Dedicated to the restoration and preservation of all original Dynaco tube audio equipment - Customer support for Tubes4hifi VTA tube amp and preamp kits and all Dynakitparts.com products


    Tube question

    DavidR
    DavidR

    Posts : 139
    Join date : 2017-08-10
    Location : MetroWest, MA

    Tube question Empty Tube question

    Post by DavidR Tue Jun 29, 2021 9:07 pm

    I have an old Mullard 12AX7 i61 tube that measures strong on both triodes with no shorts or grid leakage on my Sencore TC142.

    The heater and cathode have always been quite dim compared to the other 2 tubes on my phono board which are variants of 12AX7.

    Is this any indication as to the tube condition or just the way it is and it means nothing?

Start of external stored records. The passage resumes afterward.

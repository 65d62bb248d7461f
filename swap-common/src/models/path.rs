use std::fmt::Display;

use alloy_primitives::Address;
use serde::{Deserialize, Serialize};

use crate::error::SwapError;

/// Ordered hop sequence of a swap, `[in, ..., out]`.
///
/// A `Path` always holds at least two addresses and never two identical adjacent addresses, so
/// holding one means the shape was checked before anything was sent to the network.
#[derive(Debug, Clone, PartialEq, Eq, Hash, Serialize, Deserialize)]
#[serde(try_from = "Vec<Address>", into = "Vec<Address>")]
pub struct Path(Vec<Address>);

impl Path {
    pub fn new(tokens: Vec<Address>) -> Result<Self, SwapError> {
        if tokens.len() < 2 {
            return Err(SwapError::InvalidPath(format!(
                "a path needs at least 2 tokens, got {}",
                tokens.len()
            )));
        }
        if let Some(pair) = tokens
            .windows(2)
            .find(|pair| pair[0] == pair[1])
        {
            return Err(SwapError::InvalidPath(format!(
                "token {} appears twice in a row",
                pair[0]
            )));
        }
        Ok(Self(tokens))
    }

    pub fn input(&self) -> Address {
        self.0[0]
    }

    pub fn output(&self) -> Address {
        self.0[self.0.len() - 1]
    }

    pub fn len(&self) -> usize {
        self.0.len()
    }

    /// Whether the path holds no tokens. False for every constructed path.
    pub fn is_empty(&self) -> bool {
        self.0.is_empty()
    }

    /// Number of pairwise exchanges, `len - 1`.
    pub fn hops(&self) -> usize {
        self.0.len() - 1
    }

    pub fn tokens(&self) -> &[Address] {
        &self.0
    }
}

impl TryFrom<Vec<Address>> for Path {
    type Error = SwapError;

    fn try_from(value: Vec<Address>) -> Result<Self, Self::Error> {
        Path::new(value)
    }
}

impl From<Path> for Vec<Address> {
    fn from(value: Path) -> Self {
        value.0
    }
}

impl Display for Path {
    fn fmt(&self, f: &mut std::fmt::Formatter<'_>) -> std::fmt::Result {
        let hops: Vec<String> = self
            .0
            .iter()
            .map(|address| address.to_string())
            .collect();
        write!(f, "{}", hops.join(" -> "))
    }
}
use alloy::{
    network::TransactionBuilder,
    rpc::types::{BlockId, TransactionRequest},
};
use serde::{Deserialize, Serialize};
use serde_with::{serde_as, DisplayFromStr};
use tracing::debug;

use crate::rpc::{errors::RPCError, EthereumRpcClient};

/// Represents gas pricing information for EVM blockchain transactions.
///
/// Different EVM networks use different gas pricing models:
/// - Most modern chains use EIP-1559 (base fee + priority fee model)
/// - Legacy chains (e.g., BSC, pre-London Ethereum) use a simple gas price
#[serde_as]
#[derive(Debug, Clone, PartialEq, Serialize, Deserialize)]
#[serde(tag = "type", rename_all = "snake_case")]
pub enum GasPrice {
    /// Legacy gas pricing model with a single gas price value.
    Legacy {
        /// Gas price in wei
        #[serde_as(as = "DisplayFromStr")]
        gas_price: u128,
    },
    /// EIP-1559 gas pricing model with base fee and priority fee.
    Eip1559 {
        /// Base fee per gas in wei, determined by the protocol
        #[serde_as(as = "DisplayFromStr")]
        base_fee_per_gas: u128,
        /// Maximum priority fee (tip) per gas in wei, paid to validators
        #[serde_as(as = "DisplayFromStr")]
        max_priority_fee_per_gas: u128,
    },
}

impl GasPrice {
    /// Reads the current pricing from the node: EIP-1559 when the latest block carries a base
    /// fee, legacy otherwise.
    pub async fn fetch(rpc: &EthereumRpcClient) -> Result<Self, RPCError> {
        let price = match rpc
            .get_base_fee_per_gas(BlockId::latest())
            .await?
        {
            Some(base_fee_per_gas) => GasPrice::Eip1559 {
                base_fee_per_gas,
                max_priority_fee_per_gas: rpc.get_max_priority_fee_per_gas().await?,
            },
            None => GasPrice::Legacy { gas_price: rpc.get_gas_price().await? },
        };
        debug!(?price, "Fetched gas price");
        Ok(price)
    }

    /// Fee cap for EIP-1559 transactions. Allows the base fee to double before the transaction
    /// stops being includable.
    pub fn max_fee_per_gas(&self) -> u128 {
        match self {
            GasPrice::Legacy { gas_price } => *gas_price,
            GasPrice::Eip1559 { base_fee_per_gas, max_priority_fee_per_gas } => base_fee_per_gas
                .saturating_mul(2)
                .saturating_add(*max_priority_fee_per_gas),
        }
    }

    /// Sets the pricing fields of a transaction request.
    pub fn apply(&self, request: TransactionRequest) -> TransactionRequest {
        match self {
            GasPrice::Legacy { gas_price } => request.with_gas_price(*gas_price),
            GasPrice::Eip1559 { max_priority_fee_per_gas, .. } => request
                .with_max_fee_per_gas(self.max_fee_per_gas())
                .with_max_priority_fee_per_gas(*max_priority_fee_per_gas),
        }
    }
}
//! Slippage policy: turns a quoted output into the minimum output a swap may accept.

use std::{fmt::Display, str::FromStr};

use alloy_primitives::U256;
use serde::{Deserialize, Serialize};

use crate::error::SwapError;

/// Denominator of a basis point fraction.
pub const BPS_DENOMINATOR: u64 = 10_000;

/// A validated slippage tolerance, held in basis points.
///
/// Built from a percentage in `[0, 100]`, fractional values allowed (`0.5` means 0.5%). The
/// percentage is rounded to the nearest basis point once; all further math is integer math.
#[derive(Debug, Clone, Copy, PartialEq, Eq, Hash, Serialize, Deserialize)]
#[serde(try_from = "f64", into = "f64")]
pub struct SlippageTolerance {
    bps: u64,
}

impl SlippageTolerance {
    pub const ZERO: SlippageTolerance = SlippageTolerance { bps: 0 };

    pub fn from_percent(percent: f64) -> Result<Self, SwapError> {
        if !percent.is_finite() || !(0.0..=100.0).contains(&percent) {
            return Err(SwapError::InvalidTolerance(percent.to_string()));
        }
        Ok(Self { bps: (percent * 100.0).round() as u64 })
    }

    pub fn bps(&self) -> u64 {
        self.bps
    }

    pub fn percent(&self) -> f64 {
        self.bps as f64 / 100.0
    }

    /// `floor(quoted_out * (10000 - bps) / 10000)`.
    ///
    /// Evaluated as `q * k / d = (q / d) * k + (q % d) * k / d`, which is exact under integer
    /// division and never overflows since `k <= d`.
    pub fn min_output(&self, quoted_out: U256) -> U256 {
        let denominator = U256::from(BPS_DENOMINATOR);
        let keep = U256::from(BPS_DENOMINATOR - self.bps);
        (quoted_out / denominator) * keep + (quoted_out % denominator) * keep / denominator
    }
}

impl TryFrom<f64> for SlippageTolerance {
    type Error = SwapError;

    fn try_from(value: f64) -> Result<Self, Self::Error> {
        Self::from_percent(value)
    }
}

impl From<SlippageTolerance> for f64 {
    fn from(value: SlippageTolerance) -> Self {
        value.percent()
    }
}

impl FromStr for SlippageTolerance {
    type Err = SwapError;

    fn from_str(s: &str) -> Result<Self, Self::Err> {
        let invalid = || SwapError::InvalidTolerance(s.to_string());
        let percent = s
            .trim()
            .trim_end_matches('%')
            .parse::<f64>()
            .map_err(|_| invalid())?;
        Self::from_percent(percent).map_err(|_| invalid())
    }
}

impl Display for SlippageTolerance {
    fn fmt(&self, f: &mut std::fmt::Formatter<'_>) -> std::fmt::Result {
        write!(f, "{}%", self.percent())
    }
}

    There are no issues with sound reproduction.
    DavidR
    DavidR

    Posts : 139
    Join date : 2017-08-10
    Location : MetroWest, MA

    Tube question Empty Re: Tube question

    Post by DavidR Tue Jun 29, 2021 10:54 pm

    Found my answer>>>

    Filament Glow
    The filament in a tube has the job of heating the tube. It is required to bring the tube up to a temperature where electrons will get excited and start flowing. The filament is also commonly called a heater for this reason. All common audio tubes will have a heater filament although in some tubes they are well hidden behind the plates and other elements making them difficult to see, even in a dark room. Regardless, if the tube is warm and sound is coming from the amplifier, you know the heater is doing its job no matter how bright or dim it appears. An excellent example of this is the reissue Tungsol 12AX7 tube shown in Photo 5. Its heater is extremely well hidden and casts little light. The Chinese 12AX7A also shown casts much more light even though it is operating in exactly the same circuit. On occasion we have people wonder why one tube appears brighter than another in a matched set they have. In almost all cases it’s simply a matter of one heater being more exposed than the other and therefore casting off more light. This is not a sign of a problem. Remember they are all hand made and a variance like this is normal. Photo 6 shows two EL34 tubes where one is brighter than the other due to the filament height. Both tubes test and perform perfectly.

    Another thing that needs mention is red-plating or "cherry" plate glow. This will happen when a tube is incorrectly biased, causing the plate to overheat. Generally speaking, tubes do not like this unnecessary stress and will not last long if rebiasing is not done. See Photo 7. In this case the plate itself is actually casting a red glow.